I think what I'm looking
forward to most is coming home after nightfall, followed closely by no need to
apply insect repellent as a bedtime ritual--oh, and a long luxurious soak in a
bathtub. (I'm hoping for good toiletries and a white terrycloth bathrobe.)
A glass of wine while sitting at the floor-to-ceiling window will be very
nice too. (Yesterday I drank Sangria at lunch with friends and felt incredibly
decadent after my detox period at Ascension House.)
Except for my first
trip, I've never stayed in a real hotel in Hong Kong. From what I've read, they
can be as Spartan as my usual CKM accommodations, with tiny rooms and not
enough hot water. When I have my one-night layover before returning to Seattle,
that will probably be my lot. But not on next Saturday and Sunday--then I will
be the barbarian at the gates.
Now if I can only manage
to get the dried mud removed from the wheels of my suitcases...
Getting What I Need
Each morning when I take
my shower I marvel at my good fortune in finding Ascension House. I stand in an
honest-to-god shower stall, with a large spray nozzle, a (clean) curtain, and
an infinite supply of hot water. I don't have to shower inches away from the
toilet, which, I've discovered from online research, is common in many Hong
Kong hostelries other than my old haunts in Chungking Mansions.
A room with a view is
another amazing feature. As I look up from my keyboard, I see city lights
glowing through breaks in the greenery. My usual Hong Kong view in the past was
straight into someone else's window.
Best of all, this place
has broadened my outlook and made me aware that flexibility is a crucial part
of staying alive. Sharing a bathroom with strangers, sharing a pathway with
monkeys, remembering "Nothing is either good or bad but thinking makes it
so." Or as my very dear friend Sak used to tell me, "You don't have
to look at this that way."
And that upward path is
getting easier every week--who needs a hotel fitness center?
At the end of next week,
I will drag my suitcases up to the place where I originally came in, ask
someone to call me a taxi, and go off to Shatin's nicest hotel. But as I wallow
in comfort for two nights, I know I will look up at the green hill that I've lived
on for the past month and feel grateful that I was allowed to stay there.
Monkey Business
This morning I strolled down the hill looking at the sides of the
trail carefully and brandishing my monkey stick (aka old mop handle found on
the sde of the road after my first monkey encounter). Suddenly in front of me
were many, many little baby monkeys and I froze. Where were their mothers?
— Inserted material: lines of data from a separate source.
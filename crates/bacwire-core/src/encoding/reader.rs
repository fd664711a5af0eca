use crate::encoding::options::DecodeOptions;
use crate::DecodeError;

/// Bit-granular cursor over a borrowed frame.
///
/// The reader is `Copy`: taking a copy is a checkpoint, and probing a copy
/// never moves the original.
#[derive(Debug, Clone, Copy)]
pub struct Reader<'a> {
    buf: &'a [u8],
    bit_pos: usize,
    options: DecodeOptions,
    nesting: u16,
}

impl<'a> Reader<'a> {
    pub const fn new(buf: &'a [u8]) -> Self {
        Self {
            buf,
            bit_pos: 0,
            options: DecodeOptions::lenient(),
            nesting: 0,
        }
    }

    pub const fn with_options(buf: &'a [u8], options: DecodeOptions) -> Self {
        Self {
            buf,
            bit_pos: 0,
            options,
            nesting: 0,
        }
    }

    pub const fn options(&self) -> DecodeOptions {
        self.options
    }

    /// Octets consumed so far, counting a partially read octet as consumed.
    pub const fn position(&self) -> usize {
        self.bit_pos.div_ceil(8)
    }

    pub const fn bit_position(&self) -> usize {
        self.bit_pos
    }

    /// Moves the cursor back to a bit position previously taken from
    /// [`bit_position`](Self::bit_position).
    pub fn reset(&mut self, bit_pos: usize) {
        self.bit_pos = bit_pos.min(self.buf.len() * 8);
    }

    /// Constructed blocks currently open around the cursor.
    pub const fn nesting(&self) -> u16 {
        self.nesting
    }

    /// Enters one more constructed block, failing past `max_nesting`.
    pub fn enter_nested(&mut self) -> Result<(), DecodeError> {
        if self.nesting >= self.options.max_nesting {
            return Err(DecodeError::NestingTooDeep {
                limit: self.options.max_nesting,
            });
        }
        self.nesting += 1;
        Ok(())
    }

    pub fn leave_nested(&mut self) {
        self.nesting = self.nesting.saturating_sub(1);
    }

    pub fn remaining_bits(&self) -> usize {
        (self.buf.len() * 8).saturating_sub(self.bit_pos)
    }

    /// Whole octets left after the cursor.
    pub fn remaining(&self) -> usize {
        self.remaining_bits() / 8
    }

    pub fn is_empty(&self) -> bool {
        self.remaining_bits() == 0
    }

    pub const fn is_aligned(&self) -> bool {
        self.bit_pos % 8 == 0
    }

    pub fn read_bit(&mut self) -> Result<bool, DecodeError> {
        Ok(self.read_bits(1)? == 1)
    }

    /// Reads `count` bits (at most 32) most significant first.
    pub fn read_bits(&mut self, count: u8) -> Result<u32, DecodeError> {
        debug_assert!(count <= 32);
        if self.remaining_bits() < count as usize {
            return Err(DecodeError::UnexpectedEof);
        }
        let mut value = 0u32;
        for _ in 0..count {
            let byte = self.buf[self.bit_pos / 8];
            let bit = (byte >> (7 - (self.bit_pos % 8))) & 1;
            value = (value << 1) | bit as u32;
            self.bit_pos += 1;
        }
        Ok(value)
    }

    pub fn read_u8(&mut self) -> Result<u8, DecodeError> {
        if self.is_aligned() {
            let byte = self
                .buf
                .get(self.bit_pos / 8)
                .copied()
                .ok_or(DecodeError::UnexpectedEof)?;
            self.bit_pos += 8;
            return Ok(byte);
        }
        Ok(self.read_bits(8)? as u8)
    }

    /// Borrows the next `len` octets. The cursor must sit on an octet boundary.
    pub fn read_exact(&mut self, len: usize) -> Result<&'a [u8], DecodeError> {
        if !self.is_aligned() {
            return Err(DecodeError::Unsupported);
        }
        if self.remaining() < len {
            return Err(DecodeError::UnexpectedEof);
        }
        let start = self.bit_pos / 8;
        self.bit_pos += len * 8;
        Ok(&self.buf[start..start + len])
    }

    pub fn read_be_u16(&mut self) -> Result<u16, DecodeError> {
        Ok(self.read_bits(16)? as u16)
    }

    pub fn read_be_u32(&mut self) -> Result<u32, DecodeError> {
        self.read_bits(32)
    }

    /// Splits off the next `len` octets as a reader of their own and advances
    /// past them. The child shares this reader's options and nesting depth.
    pub fn sub_reader(&mut self, len: usize) -> Result<Reader<'a>, DecodeError> {
        let bytes = self.read_exact(len)?;
        Ok(Reader {
            buf: bytes,
            bit_pos: 0,
            options: self.options,
            nesting: self.nesting,
        })
    }

    /// Reads a reserved or constant field of `bits` width and checks it
    /// against `expected`.
    pub fn reserved(
        &mut self,
        field: &'static str,
        bits: u8,
        expected: u32,
    ) -> Result<u32, DecodeError> {
        let actual = self.read_bits(bits)?;
        self.check_constant(field, expected, actual)?;
        Ok(actual)
    }

    /// Lenient decoding logs a mismatch and continues; strict decoding fails.
    pub fn check_constant(
        &self,
        field: &'static str,
        expected: u32,
        actual: u32,
    ) -> Result<(), DecodeError> {
        if expected == actual {
            return Ok(());
        }
        if self.options.is_strict() {
            return Err(DecodeError::ConstantFieldMismatch {
                field,
                expected,
                actual,
            });
        }
        log::warn!(
            "unexpected value in {field} at bit {}: expected 0x{expected:x}, got 0x{actual:x}",
            self.bit_pos
        );
        Ok(())
    }

    /// Attempts `parse` from the current position.
    ///
    /// On success the cursor stays advanced. On a soft failure (see
    /// [`DecodeError::is_soft`]) the cursor is restored and `Ok(None)` is
    /// returned; any other failure propagates.
    pub fn speculate<T, F>(&mut self, parse: F) -> Result<Option<T>, DecodeError>
    where
        F: FnOnce(&mut Self) -> Result<T, DecodeError>,
    {
        let checkpoint = self.bit_pos;
        match parse(self) {
            Ok(value) => Ok(Some(value)),
            Err(err) if err.is_soft() => {
                self.reset(checkpoint);
                Ok(None)
            }
            Err(err) => Err(err),
        }
    }
}

#[cfg(test)]
mod tests {
    use super::Reader;
    use crate::encoding::options::DecodeOptions;
    use crate::DecodeError;

    #[test]
    fn reader_reads_values() {
        let mut r = Reader::new(&[1, 2, 3, 4, 5]);
        assert_eq!(r.read_u8().unwrap(), 1);
        assert_eq!(r.read_exact(2).unwrap(), &[2, 3]);
        assert_eq!(r.remaining(), 2);
    }

    #[test]
    fn reader_bounds() {
        let mut r = Reader::new(&[1]);
        assert_eq!(r.read_u8().unwrap(), 1);
        assert_eq!(r.read_u8().unwrap_err(), DecodeError::UnexpectedEof);
    }

    #[test]
    fn reads_packed_bit_fields() {
        let mut r = Reader::new(&[0b1011_0110, 0xFF]);
        assert_eq!(r.read_bits(4).unwrap(), 0b1011);
        assert!(!r.read_bit().unwrap());
        assert_eq!(r.read_bits(3).unwrap(), 0b110);
        assert!(r.is_aligned());
        assert_eq!(r.read_u8().unwrap(), 0xFF);
        assert!(r.is_empty());
    }

    #[test]
    fn unaligned_octet_read() {
        let mut r = Reader::new(&[0x0A, 0xBC]);
        r.read_bits(4).unwrap();
        assert_eq!(r.read_u8().unwrap(), 0xAB);
        assert_eq!(r.read_exact(1).unwrap_err(), DecodeError::Unsupported);
    }

    #[test]
    fn speculate_rewinds_on_soft_error() {
        let mut r = Reader::new(&[0x01]);
        let got = r.speculate(|r| r.read_be_u16()).unwrap();
        assert_eq!(got, None);
        assert_eq!(r.bit_position(), 0);

        let got = r.speculate(|r| r.read_u8()).unwrap();
        assert_eq!(got, Some(1));
        assert!(r.is_empty());
    }

    #[test]
    fn speculate_propagates_hard_error() {
        let mut r = Reader::new(&[0x01]);
        let err = r
            .speculate(|r| {
                r.read_u8()?;
                Err::<(), _>(DecodeError::Overflow)
            })
            .unwrap_err();
        assert_eq!(err, DecodeError::Overflow);
    }

    #[test]
    fn reserved_mismatch_depends_on_strictness() {
        let mut lenient = Reader::new(&[0xC0]);
        assert_eq!(lenient.reserved("reserved", 2, 0).unwrap(), 0b11);

        let mut strict = Reader::with_options(&[0xC0], DecodeOptions::strict());
        assert_eq!(
            strict.reserved("reserved", 2, 0).unwrap_err(),
            DecodeError::ConstantFieldMismatch {
                field: "reserved",
                expected: 0,
                actual: 3
            }
        );
    }

    #[test]
    fn sub_reader_is_bounded() {
        let mut r = Reader::new(&[1, 2, 3]);
        let mut child = r.sub_reader(2).unwrap();
        assert_eq!(child.read_be_u16().unwrap(), 0x0102);
        assert!(child.read_u8().is_err());
        assert_eq!(r.read_u8().unwrap(), 3);
    }

    #[test]
    fn reset_returns_to_checkpoint() {
        let mut r = Reader::new(&[0xAB, 0xCD]);
        let checkpoint = r.bit_position();
        r.read_bits(12).unwrap();
        r.reset(checkpoint);
        assert_eq!(r.read_be_u16().unwrap(), 0xABCD);
        r.reset(1000);
        assert!(r.is_empty());
    }

    #[test]
    fn nesting_is_capped_and_inherited() {
        let mut r = Reader::with_options(&[1, 2], DecodeOptions::default().with_max_nesting(2));
        r.enter_nested().unwrap();
        let mut child = r.sub_reader(1).unwrap();
        assert_eq!(child.nesting(), 1);
        child.enter_nested().unwrap();
        assert_eq!(
            child.enter_nested().unwrap_err(),
            DecodeError::NestingTooDeep { limit: 2 }
        );
        r.leave_nested();
        assert_eq!(r.nesting(), 0);
    }
}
It was as though I was staring at a monkey nursery. I banged my
stick against the iron railing and they didn't seem to hear. They continued
their leisurely meander down the cement path and when I looked behind me, there
were more. Some men passed me on their way up the hill. "Monkeys,"
one of them smiled. He seemed very calm about the whole thing and certainly he
and his companion had passed through the merry throng, unassailed by worried
mothers.
I started to continue my descent, preceded by many little monkeys.
"Git along little dogies," I muttered but then one of the babies
stopped and regarded me with great curiosity, which was not what I wanted to
see at all.
Suddenly a young man appeared behind me, smiling and unconcerned.
"I'm afraid," I admitted and he said, "They won't hurt
you." He beckoned to me to walk with him, past the large monkey that was
sitting on the railing. "Ignore them and they will ignore you," he
told me, "but if you seem aggressive, they will be the same way." So
through the kindness of Ben, who has co-existed with Shatin's monkeys all of
his life, I've entered the world of Monkey 101, but I still feel apprehensive
about that climb home tonight. Such a coward at heart!
Above It All
I've been perplexed by Shatin. There's a gorgeous park that runs
along the riverside, one of the best museums I've ever explored, and malls
loaded with international brands. The food within the malls ranges
from Starbucks to Italian and it is a splurge to eat it.
There had to be more and I felt frustrated that I didn't see it.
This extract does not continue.